Burlingame might have interrogated Herndon’s objectivity, or expressed skepticism about the hearsay and rumors that underlie many of the accusations in this volume. Instead, he conjectures. An anonymous letter to the president accusing Mary of having an affair with a lobbyist named William S. Wood allows the author to infer that Abraham “might have had a possible adultery scandal in mind” when he reportedly expressed concern to Orville Browning about his wife disgracing him. A paragraph later, Burlingame asserts, on equally questionable grounds, that “Mrs. Lincoln may have been unfaithful with others as well as with Wood,” without having established the truth of the Wood affair.
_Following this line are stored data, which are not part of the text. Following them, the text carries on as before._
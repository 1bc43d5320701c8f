//! Probe program rendering.
//!
//! [`ProbeRenderer`] turns a [`ProbeSpecification`] into the text of a
//! minimal native program plus the CMake project that builds it, or into a
//! Python script for interpreted probes. Rendering
//! is pure: the same inputs always produce byte-identical output, and
//! nothing touches the filesystem until [`RenderedProbe::write_to`].

mod templates;

use std::fs;
use std::io;
use std::path::Path;

use tracing::debug;

use crate::domain::{
    BuildDescriptor, ENERGYPLUS_PYTHON_MODULE, LinkDirective, ProbeFlavor, ProbeSpecification,
    ScriptBinding,
};
use crate::error::LoaderTestError;
use crate::platform::TargetOs;

pub use templates::{FUNCTION_FAILURE_MARKER, OPEN_FAILURE_MARKER, SYMBOL_FAILURE_MARKER};

use templates::fill;

/// File name of the build descriptor.
pub const DESCRIPTOR_FILE_NAME: &str = "CMakeLists.txt";

/// File name of the macOS install-name fixup script.
pub const FIXUP_FILE_NAME: &str = "fixup.cmake";

/// A file of the rendered probe project.
#[derive(Debug, Clone, PartialEq, Eq)]
pub struct ProjectFile {
    pub name: String,
    pub contents: String,
}

/// Everything needed to build one probe.
#[derive(Debug, Clone, PartialEq, Eq)]
pub struct RenderedProbe {
    pub source: ProjectFile,
    /// `CMakeLists.txt` contents; empty for interpreted probes.
    pub descriptor_text: String,
    pub descriptor: BuildDescriptor,
    /// Extra files the descriptor refers to (e.g. `fixup.cmake`).
    pub auxiliary: Vec<ProjectFile>,
}

impl RenderedProbe {
    /// Persist source, descriptor and auxiliary files into `dir`.
    pub fn write_to(&self, dir: &Path) -> io::Result<()> {
        fs::write(dir.join(&self.source.name), &self.source.contents)?;
        if self.descriptor.requires_build() {
            fs::write(dir.join(DESCRIPTOR_FILE_NAME), &self.descriptor_text)?;
        }
        for file in &self.auxiliary {
            fs::write(dir.join(&file.name), &file.contents)?;
        }
        debug!(dir = %dir.display(), "Probe project written");
        Ok(())
    }
}

/// Renders probe programs for one specification.
#[derive(Debug, Clone)]
pub struct ProbeRenderer {
    spec: ProbeSpecification,
}

impl ProbeRenderer {
    pub const fn new(spec: ProbeSpecification) -> Self {
        Self { spec }
    }

    pub const fn spec(&self) -> &ProbeSpecification {
        &self.spec
    }

    /// Render the probe for `install_path` on `os`.
    ///
    /// Fails with `UnsupportedPlatformConfiguration` when the flavor cannot
    /// be built on `os` (static linking on Windows needs an import library
    /// that release packages do not ship).
    pub fn render(&self, install_path: &Path, os: TargetOs) -> Result<RenderedProbe, LoaderTestError> {
        match self.spec.flavor() {
            ProbeFlavor::StaticLink => self.render_static(install_path, os),
            ProbeFlavor::DelayedLoad => Ok(self.render_delayed(install_path, os)),
            ProbeFlavor::Python => Ok(self.render_script(install_path, os)),
        }
    }

    fn render_static(&self, install_path: &Path, os: TargetOs) -> Result<RenderedProbe, LoaderTestError> {
        if os == TargetOs::Windows {
            return Err(LoaderTestError::UnsupportedPlatformConfiguration {
                flavor: ProbeFlavor::StaticLink,
                os,
            });
        }

        let install_dir = escaped_install_dir(install_path, os);
        let link_library = join_for(os, &install_dir, &os.link_library_file_name(self.spec.library_stem()));
        let descriptor = self.descriptor(
            os,
            LinkDirective::Static {
                library: link_library.clone(),
            },
        );

        let substitutions = [
            ("TARGET_NAME", self.spec.target_name()),
            ("SOURCE_FILE", descriptor.source_file_name.as_str()),
            ("INSTALL_DIR", install_dir.as_str()),
            ("LINK_LIBRARY", link_library.as_str()),
            ("ENTRY_SYMBOL", self.spec.entry_symbol()),
            ("LIBRARY_STEM", self.spec.library_stem()),
        ];

        let mut descriptor_text = fill(templates::STATIC_LINK_CMAKELISTS, &substitutions);
        let mut auxiliary = Vec::new();
        if os == TargetOs::MacOs {
            descriptor_text.push_str(&fill(templates::MACOS_FIXUP_HOOK, &substitutions));
            auxiliary.push(ProjectFile {
                name: FIXUP_FILE_NAME.to_string(),
                contents: fill(templates::MACOS_FIXUP_SCRIPT, &substitutions),
            });
        }

        Ok(RenderedProbe {
            source: ProjectFile {
                name: descriptor.source_file_name.clone(),
                contents: fill(templates::STATIC_LINK_SOURCE, &substitutions),
            },
            descriptor_text,
            descriptor,
            auxiliary,
        })
    }

    fn render_delayed(&self, install_path: &Path, os: TargetOs) -> RenderedProbe {
        let install_dir = escaped_install_dir(install_path, os);
        let library_path = join_for(os, &install_dir, &self.spec.library_file_name(os));
        let descriptor = self.descriptor(os, LinkDirective::RuntimeLoad);

        let substitutions = [
            ("TARGET_NAME", self.spec.target_name()),
            ("SOURCE_FILE", descriptor.source_file_name.as_str()),
            ("LIBRARY_PATH", library_path.as_str()),
            ("ENTRY_SYMBOL", self.spec.entry_symbol()),
        ];

        let source_template = match os {
            TargetOs::Linux | TargetOs::MacOs => templates::DELAYED_LOAD_SOURCE_POSIX,
            TargetOs::Windows => templates::DELAYED_LOAD_SOURCE_WINDOWS,
        };

        RenderedProbe {
            source: ProjectFile {
                name: descriptor.source_file_name.clone(),
                contents: fill(source_template, &substitutions),
            },
            descriptor_text: fill(templates::DELAYED_LOAD_CMAKELISTS, &substitutions),
            descriptor,
            auxiliary: Vec::new(),
        }
    }

    fn render_script(&self, install_path: &Path, os: TargetOs) -> RenderedProbe {
        let install_dir = escaped_install_dir(install_path, os);
        let library_path = join_for(os, &install_dir, &self.spec.library_file_name(os));
        let source_file_name = self.spec.source_file_name();

        let substitutions = [
            ("INSTALL_DIR", install_dir.as_str()),
            ("LIBRARY_PATH", library_path.as_str()),
            ("ENTRY_SYMBOL", self.spec.entry_symbol()),
            ("PYTHON_MODULE", ENERGYPLUS_PYTHON_MODULE),
        ];
        let template = match self.spec.script_binding() {
            ScriptBinding::Ctypes => templates::PYTHON_CTYPES_SCRIPT,
            ScriptBinding::PyEnergyPlus => templates::PYTHON_ENERGYPLUS_SCRIPT,
        };

        RenderedProbe {
            source: ProjectFile {
                name: source_file_name.clone(),
                contents: fill(template, &substitutions),
            },
            descriptor_text: String::new(),
            descriptor: BuildDescriptor {
                project_name: self.spec.target_name().to_string(),
                executable_file_name: source_file_name.clone(),
                source_file_name,
                link: LinkDirective::Interpreted,
                multi_config: false,
            },
            auxiliary: Vec::new(),
        }
    }

    fn descriptor(&self, os: TargetOs, link: LinkDirective) -> BuildDescriptor {
        BuildDescriptor {
            project_name: self.spec.target_name().to_string(),
            source_file_name: self.spec.source_file_name(),
            link,
            multi_config: os.uses_multi_config_generator(),
            executable_file_name: os.executable_file_name(self.spec.target_name()),
        }
    }
}

/// Install path as it must appear inside generated string literals.
fn escaped_install_dir(install_path: &Path, os: TargetOs) -> String {
    let raw = install_path.to_string_lossy();
    let trimmed = match os {
        TargetOs::Windows => raw.trim_end_matches(['/', '\\']),
        TargetOs::Linux | TargetOs::MacOs => raw.trim_end_matches('/'),
    };
    escape_string_literal(trimmed)
}

/// Escape `value` for C/C++, CMake and Python double-quoted strings.
///
/// Backslashes and quotes are escaped on every OS; `\` is an ordinary
/// file name character outside Windows.
pub fn escape_string_literal(value: &str) -> String {
    let mut escaped = String::with_capacity(value.len());
    for ch in value.chars() {
        match ch {
            '\\' => escaped.push_str("\\\\"),
            '"' => escaped.push_str("\\\""),
            other => escaped.push(other),
        }
    }
    escaped
}

/// Join an already-escaped directory and a file name with the target's separator.
fn join_for(os: TargetOs, escaped_dir: &str, file_name: &str) -> String {
    match os {
        TargetOs::Windows => format!("{escaped_dir}\\\\{file_name}"),
        TargetOs::Linux | TargetOs::MacOs => format!("{escaped_dir}/{file_name}"),
    }
}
Primary caregivers will note how frequently Mary and Abraham are held to different standards. Mary is dismissed as a negligent mother when she entrusts a 6-year-old with the care of her baby. But Abraham is “not a good babysitter” when he ignores his screaming children and allows one to fall out of a wagon. Mary’s physical disciplining of her children receives censure, but when Abraham beats one of his sons an approving observer notes that he “corrected his child as a father ought to do.” After Burlingame has asserted that the first lady secured patronage appointments by lobbying her husband, he then qualifies his accusation with the note that “her voice counted for little except in relatively minor cases.” To admit that Mary had influence over her husband would open up the possibility that the Lincoln marriage was functional, that Abraham valued her opinion or that Mary’s claims to political power had a basis in fact.

Burlingame goes so far as to assign Mary a certain culpability in her husband’s assassination. Her rude treatment of Julia Grant reportedly prevented Gen. Ulysses S. Grant from accompanying the first couple to Ford’s Theater on April 14, when John Wilkes Booth fired the fatal shot. Had Grant been there, Burlingame asserts, his “own self-protective instincts, honed by long battlefield experience, would have made it unlikely that Booth would have succeeded.” If “An American Marriage” is to be believed, Booth put the president out of his misery.

Amy S. Greenberg, a historian at Penn State University, is the author of “Lady First: The World of First Lady Sarah Polk.”